I will go in reverse from how the paper presents the approach. Finally, we decode the sparse code of a query data. Given a "label matrix" $$\MC$$ of size $$N_c \times N$$ --- where the $$i$$th column denotes which of $$N_c$$ tags are relevant to the $$i$$th training data --- and a solution vector $$\alpha_t$$ from a query data, we find the rows of $$\MC\alpha_t$$ with the largest values. (This is never defined in the paper.) Since each row of $$\MC$$ is associated with one tag, we thereby select those tags relevant to the query.

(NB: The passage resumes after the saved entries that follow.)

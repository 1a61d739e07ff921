//! Prim's Minimum Spanning Tree over a Fibonacci Heap
//!
//! This crate computes minimum spanning trees of weighted undirected graphs
//! with Prim's algorithm and compares frontier strategies for its
//! select-the-cheapest-edge step.
//!
//! # Features
//!
//! - **Fibonacci Heap**: O(1) amortized insert, decrease_key, and meld; O(log n) amortized
//!   extract_min. Nodes live in a slot-map arena and are linked by handles.
//! - **Decrease-key Prim**: one heap node per vertex, lowered in place as cheaper edges appear
//! - **Lazy-insert Prim**: one heap node per discovered edge, stale entries skipped on extraction
//! - **Array Prim**: the O(V²) baseline
//!
//! # Example
//!
//! ```rust
//! use fibonacci_prim::graph::Graph;
//! use fibonacci_prim::prim::{minimum_spanning_tree, Scheme};
//!
//! let graph = Graph::from_edges(
//!     4,
//!     [(0, 1, 1), (1, 2, 2), (2, 3, 3), (3, 0, 4), (0, 2, 10)],
//! )
//! .unwrap();
//!
//! let tree = minimum_spanning_tree(&graph, Scheme::DecreaseKey).unwrap();
//! assert_eq!(tree.total_cost, 6);
//! assert_eq!(tree.edges, vec![(0, 1), (1, 2), (2, 3)]);
//! ```

pub mod fibonacci;
pub mod graph;
pub mod node;
pub mod prim;
pub mod storage;
pub mod traits;

pub use fibonacci::FibonacciHeap;
pub use node::HeapNode;
pub use storage::NodeHandle;
pub use traits::{Adjacency, HeapError};
//! Prim's minimum spanning tree over a [`FibonacciHeap`] frontier
//!
//! Three frontier strategies are provided so their overhead can be compared:
//!
//! - [`Scheme::Array`]: the O(V²) baseline; keeps the cheapest known edge per
//!   vertex in an array and scans it for the minimum every step.
//! - [`Scheme::DecreaseKey`]: one heap node per vertex, created up front under
//!   a sentinel key; discovering a cheaper edge to a vertex lowers its key in
//!   place.
//! - [`Scheme::LazyInsert`]: every frontier edge is pushed as a fresh node;
//!   extracted edges that lead back into the tree are discarded.
//!
//! All three grow the tree from a single start vertex (vertex 0 unless
//! configured otherwise) and require a connected graph. A disconnected graph
//! surfaces as [`PrimError::HeapExhausted`] once the frontier runs dry.
//!
//! # Example
//!
//! ```rust
//! use fibonacci_prim::graph::Graph;
//! use fibonacci_prim::prim::{minimum_spanning_tree, Scheme};
//!
//! let graph = Graph::from_edges(3, [(0, 1, 4), (1, 2, 1), (0, 2, 2)]).unwrap();
//! let tree = minimum_spanning_tree(&graph, Scheme::LazyInsert).unwrap();
//! assert_eq!(tree.total_cost, 3);
//! assert_eq!(tree.edges, vec![(0, 2), (2, 1)]);
//! ```

use crate::fibonacci::FibonacciHeap;
use crate::graph::{Cost, Edge, VertexId};
use crate::node::HeapNode;
use crate::storage::NodeHandle;
use crate::traits::{Adjacency, HeapError};
use std::fmt;
use std::str::FromStr;
use thiserror::Error;
use tracing::{debug, trace};

/// Key of a vertex that no frontier edge reaches yet; larger than any edge cost.
pub const UNREACHED: Cost = Cost::MAX;

/// Frontier strategy used to pick the next tree edge
#[derive(Debug, Clone, Copy, PartialEq, Eq, Hash)]
pub enum Scheme {
    /// Array scan, O(V²)
    Array,
    /// Fibonacci heap with one node per vertex and decrease-key
    DecreaseKey,
    /// Fibonacci heap with one node per discovered edge and lazy deletion
    LazyInsert,
}

impl Scheme {
    pub const ALL: [Scheme; 3] = [Scheme::Array, Scheme::DecreaseKey, Scheme::LazyInsert];

    pub fn name(self) -> &'static str {
        match self {
            Scheme::Array => "array",
            Scheme::DecreaseKey => "decrease-key",
            Scheme::LazyInsert => "lazy-insert",
        }
    }
}

impl fmt::Display for Scheme {
    fn fmt(&self, f: &mut fmt::Formatter<'_>) -> fmt::Result {
        f.write_str(self.name())
    }
}

/// Returned when a string names no [`Scheme`]
#[derive(Debug, Clone, PartialEq, Eq, Error)]
#[error("unknown scheme {0:?} (expected array, decrease-key or lazy-insert)")]
pub struct UnknownScheme(String);

impl FromStr for Scheme {
    type Err = UnknownScheme;

    fn from_str(s: &str) -> Result<Self, Self::Err> {
        Scheme::ALL
            .into_iter()
            .find(|scheme| scheme.name().eq_ignore_ascii_case(s))
            .ok_or_else(|| UnknownScheme(s.to_owned()))
    }
}

/// Errors that abort a Prim run
#[derive(Debug, Clone, PartialEq, Eq, Error)]
pub enum PrimError {
    /// The frontier ran out before every vertex was reached: the graph is
    /// disconnected.
    #[error("frontier exhausted after settling {settled} of {vertices} vertices; graph is not connected")]
    HeapExhausted { settled: usize, vertices: usize },
    #[error("start vertex {start} is out of range for a graph with {vertices} vertices")]
    StartOutOfRange { start: VertexId, vertices: usize },
    /// An edge carries the cost reserved for unreached vertices.
    #[error("edge {from} -> {to} has reserved cost {cost}", cost = UNREACHED)]
    ReservedCost { from: VertexId, to: VertexId },
    /// The tree's total cost does not fit in a [`Cost`].
    #[error("total tree cost overflows after {edges} edges")]
    CostOverflow { edges: usize },
    #[error(transparent)]
    Heap(#[from] HeapError),
}

/// Frontier traffic recorded during one run
#[derive(Debug, Clone, Copy, Default, PartialEq, Eq)]
pub struct PrimStats {
    /// Nodes inserted into the heap
    pub inserts: usize,
    /// Successful `decrease_key` calls
    pub decrease_keys: usize,
    /// Successful `extract_min` calls
    pub extractions: usize,
    /// Extracted edges dropped because their destination was already in the tree
    pub stale_discards: usize,
}

/// A minimum spanning tree
#[derive(Debug, Clone, Default, PartialEq, Eq)]
pub struct SpanningTree {
    pub total_cost: Cost,
    /// Tree edges as `(source, dest)` in the order they were added
    pub edges: Vec<(VertexId, VertexId)>,
    pub stats: PrimStats,
}

/// Runs Prim's algorithm from vertex 0 with the given scheme.
pub fn minimum_spanning_tree<G: Adjacency>(
    graph: &G,
    scheme: Scheme,
) -> Result<SpanningTree, PrimError> {
    PrimDriver::new(graph).run(scheme)
}

/// Configurable Prim's algorithm runner
///
/// # Example
///
/// ```rust
/// use fibonacci_prim::graph::Graph;
/// use fibonacci_prim::prim::{PrimDriver, Scheme};
///
/// let graph = Graph::from_edges(3, [(0, 1, 4), (1, 2, 1), (0, 2, 2)]).unwrap();
/// let tree = PrimDriver::new(&graph).start(1).run(Scheme::DecreaseKey).unwrap();
/// assert_eq!(tree.edges, vec![(1, 2), (2, 0)]);
/// ```
#[derive(Debug, Clone, Copy)]
pub struct PrimDriver<'g, G> {
    graph: &'g G,
    start: VertexId,
}

impl<'g, G: Adjacency> PrimDriver<'g, G> {
    pub fn new(graph: &'g G) -> Self {
        PrimDriver { graph, start: 0 }
    }

    /// Sets the vertex the tree grows from.
    pub fn start(mut self, vertex: VertexId) -> Self {
        self.start = vertex;
        self
    }

    /// Builds the spanning tree with `scheme`.
    ///
    /// Graphs with fewer than two vertices yield an empty tree without
    /// touching a heap.
    ///
    /// # Errors
    /// - [`PrimError::StartOutOfRange`] if the start vertex does not exist
    /// - [`PrimError::HeapExhausted`] if the graph is disconnected
    /// - [`PrimError::ReservedCost`] if a reached edge costs [`UNREACHED`]
    /// - [`PrimError::CostOverflow`] if the total cost exceeds [`Cost::MAX`]
    pub fn run(&self, scheme: Scheme) -> Result<SpanningTree, PrimError> {
        let vertices = self.graph.num_vertices();
        if vertices == 0 {
            return Ok(SpanningTree::default());
        }
        if self.start >= vertices {
            return Err(PrimError::StartOutOfRange {
                start: self.start,
                vertices,
            });
        }
        if vertices == 1 {
            return Ok(SpanningTree::default());
        }

        debug!(%scheme, vertices, start = self.start, "running prim");
        let tree = match scheme {
            Scheme::Array => self.run_array(),
            Scheme::DecreaseKey => self.run_decrease_key(),
            Scheme::LazyInsert => self.run_lazy_insert(),
        }?;
        debug!(
            %scheme,
            total_cost = tree.total_cost,
            inserts = tree.stats.inserts,
            decrease_keys = tree.stats.decrease_keys,
            extractions = tree.stats.extractions,
            stale_discards = tree.stats.stale_discards,
            "prim finished"
        );
        Ok(tree)
    }

    fn run_array(&self) -> Result<SpanningTree, PrimError> {
        let mut growth = Growth::new(self.graph.num_vertices());
        let mut cheapest: Vec<Option<&'g Edge>> = vec![None; growth.vertices];
        let mut current = self.start;

        while !growth.is_complete() {
            growth.visit(current);
            for edge in self.graph.neighbors(current) {
                if growth.visited[edge.dest] {
                    continue;
                }
                check_cost(edge)?;
                if cheapest[edge.dest].map_or(true, |best| edge.cost < best.cost) {
                    cheapest[edge.dest] = Some(edge);
                }
            }

            let mut chosen: Option<&'g Edge> = None;
            for (vertex, candidate) in cheapest.iter().enumerate() {
                if growth.visited[vertex] {
                    continue;
                }
                if let Some(edge) = *candidate {
                    if chosen.map_or(true, |best| edge.cost < best.cost) {
                        chosen = Some(edge);
                    }
                }
            }

            let edge = chosen.ok_or_else(|| growth.exhausted())?;
            cheapest[edge.dest] = None;
            current = growth.settle(edge)?;
        }

        Ok(growth.tree)
    }

    fn run_decrease_key(&self) -> Result<SpanningTree, PrimError> {
        let mut growth = Growth::new(self.graph.num_vertices());
        let mut heap: FibonacciHeap<Cost, &'g Edge> = FibonacciHeap::new();
        let handles: Vec<NodeHandle> = (0..growth.vertices)
            .map(|_| heap.insert(HeapNode::placeholder(UNREACHED)))
            .collect();
        growth.tree.stats.inserts = handles.len();
        let mut current = self.start;

        while !growth.is_complete() {
            growth.visit(current);
            for edge in self.graph.neighbors(current) {
                if growth.visited[edge.dest] {
                    continue;
                }
                check_cost(edge)?;
                let handle = handles[edge.dest];
                let key = heap
                    .get(handle)
                    .map(|node| *node.key())
                    .ok_or(HeapError::InvalidHandle)?;
                if edge.cost < key {
                    heap.decrease_key(handle, edge.cost)?;
                    heap.set_payload(handle, edge)?;
                    growth.tree.stats.decrease_keys += 1;
                }
            }

            let node = extract(&mut heap, &growth)?;
            growth.tree.stats.extractions += 1;
            // Only a placeholder can surface without an edge: nothing reaches
            // the remaining vertices.
            let edge = node.into_parts().1.ok_or_else(|| growth.exhausted())?;
            current = growth.settle(edge)?;
        }

        Ok(growth.tree)
    }

    fn run_lazy_insert(&self) -> Result<SpanningTree, PrimError> {
        let mut growth = Growth::new(self.graph.num_vertices());
        let mut heap: FibonacciHeap<Cost, &'g Edge> = FibonacciHeap::new();
        let mut current = self.start;

        while !growth.is_complete() {
            growth.visit(current);
            for edge in self.graph.neighbors(current) {
                if !growth.visited[edge.dest] {
                    check_cost(edge)?;
                    heap.push(edge.cost, edge);
                    growth.tree.stats.inserts += 1;
                }
            }

            let edge = loop {
                let node = extract(&mut heap, &growth)?;
                growth.tree.stats.extractions += 1;
                match node.into_parts().1 {
                    Some(edge) if !growth.visited[edge.dest] => break edge,
                    stale => {
                        trace!(edge = ?stale, "discarding stale frontier edge");
                        growth.tree.stats.stale_discards += 1;
                    }
                }
            };
            current = growth.settle(edge)?;
        }

        Ok(growth.tree)
    }
}

/// Extracts the frontier minimum, reporting an empty heap as exhaustion.
fn extract<'g>(
    heap: &mut FibonacciHeap<Cost, &'g Edge>,
    growth: &Growth,
) -> Result<HeapNode<Cost, &'g Edge>, PrimError> {
    heap.extract_min().map_err(|err| match err {
        HeapError::EmptyHeap => growth.exhausted(),
        other => other.into(),
    })
}

/// Rejects frontier edges whose cost collides with the [`UNREACHED`] key.
fn check_cost(edge: &Edge) -> Result<(), PrimError> {
    if edge.cost == UNREACHED {
        return Err(PrimError::ReservedCost {
            from: edge.source,
            to: edge.dest,
        });
    }
    Ok(())
}

/// Tree-growth state shared by every scheme
struct Growth {
    vertices: usize,
    visited: Vec<bool>,
    settled: usize,
    tree: SpanningTree,
}

impl Growth {
    fn new(vertices: usize) -> Self {
        Growth {
            vertices,
            visited: vec![false; vertices],
            settled: 0,
            tree: SpanningTree {
                edges: Vec::with_capacity(vertices.saturating_sub(1)),
                ..SpanningTree::default()
            },
        }
    }

    fn is_complete(&self) -> bool {
        self.tree.edges.len() + 1 >= self.vertices
    }

    fn visit(&mut self, vertex: VertexId) {
        if !self.visited[vertex] {
            self.visited[vertex] = true;
            self.settled += 1;
        }
    }

    /// Records `edge` as a tree edge and returns the vertex it reaches.
    fn settle(&mut self, edge: &Edge) -> Result<VertexId, PrimError> {
        trace!(source = edge.source, dest = edge.dest, cost = edge.cost, "settled vertex");
        self.tree.total_cost = self
            .tree
            .total_cost
            .checked_add(edge.cost)
            .ok_or(PrimError::CostOverflow {
                edges: self.tree.edges.len() + 1,
            })?;
        self.tree.edges.push((edge.source, edge.dest));
        Ok(edge.dest)
    }

    fn exhausted(&self) -> PrimError {
        PrimError::HeapExhausted {
            settled: self.settled,
            vertices: self.vertices,
        }
    }
}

Penultimately, we produce a sparse code for a query $$\MP\vx_t$$. To do this we find the solution vector $$\alpha_t$$ by solving $$\alpha_l = \arg\min_\alpha \lambda\|\alpha\|_1 + \frac{1}{2}\|\MP\vx_t - [\MP\MX | \MI]\alpha\|_2^2$$ where $$\MX = [\vx_1, \vx_2, \ldots, \vx_N]$$ is the $$N$$ training data, and $$\MP$$ is a projection. ($$\lambda$$ is not defined in the paper.) (Note that $$\alpha_l$$ is long, so we assume we chop off the end so only $$N_c$$ rows remain.)

Antepenultimately, we set $$\MP = \MI$$, or form the projection $$\MP$$ (Wang et al. refer to this as "multilabel linear embedding") by selecting from the eigenvectors of $$\MX\left[\MD - \MW_1 + \frac{\beta}{2}(\MI-\MW_2)^T(\MI-\MW_2)\right]\MX^T$$ where $$[\MD]_{ii} := \ve_i^T\MW_1\mathbf{1} - [\MW_1]_{ii}$$, $$\MW_1$$ and $$\MW_2$$ are "semantic graphs", and $$\beta = 0.1$$ in the paper. Each column of $$\MP^T$$ is an eigenvector of the above matrix, and we keep however many we want to keep. (For the data in the paper, this goes from a space of 40,960, to 1000-2000.)

Preantepenultimately, we create the semantic graphs of the training data in the following way. First, we create the label matrix $$\MC$$ from the train data. The $$i$$th column is non-zero only in the rows associated with the tags of the $$i$$th training vector. Then, all columns of $$\MC$$ are made unit norm. Define $$[\MW_1]_{ij} = 1$$ if $$\vc_i = \vc_j$$, and zero otherwise. Thus, $$\MW_1$$ specify which training data share the same set of tags. Second, the $$i$$th column of matrix $$\MW_2$$ is created in the following way. Remove the $$i$$th column of $$\MC$$ to create $$\MC'$$. Find a sparse representation of the $$i$$th column of $$\MC$$ by solving $$\beta_i = \arg\min_\beta \lambda\|\beta\|_1 + \frac{1}{2}\|\vc_i - [\MC' | \MI]\beta\|_2^2.$$ For $$1 \le j \le i-1$$, set $$[\MW_2]_{ij} = \beta_j$$; and for $$i+1 \le j \le N$$, set $$[\MW_2]_{ij} = \beta_{j-1}$$. ($$\lambda$$ here is not defined in the paper.\) $$\MW_1$$ and $$\MW_2$$ thus attempt to embody how the training data are related in a tag space, or semantically, rather than in the feature space. And so begins the procedure for multi-label sparse coding.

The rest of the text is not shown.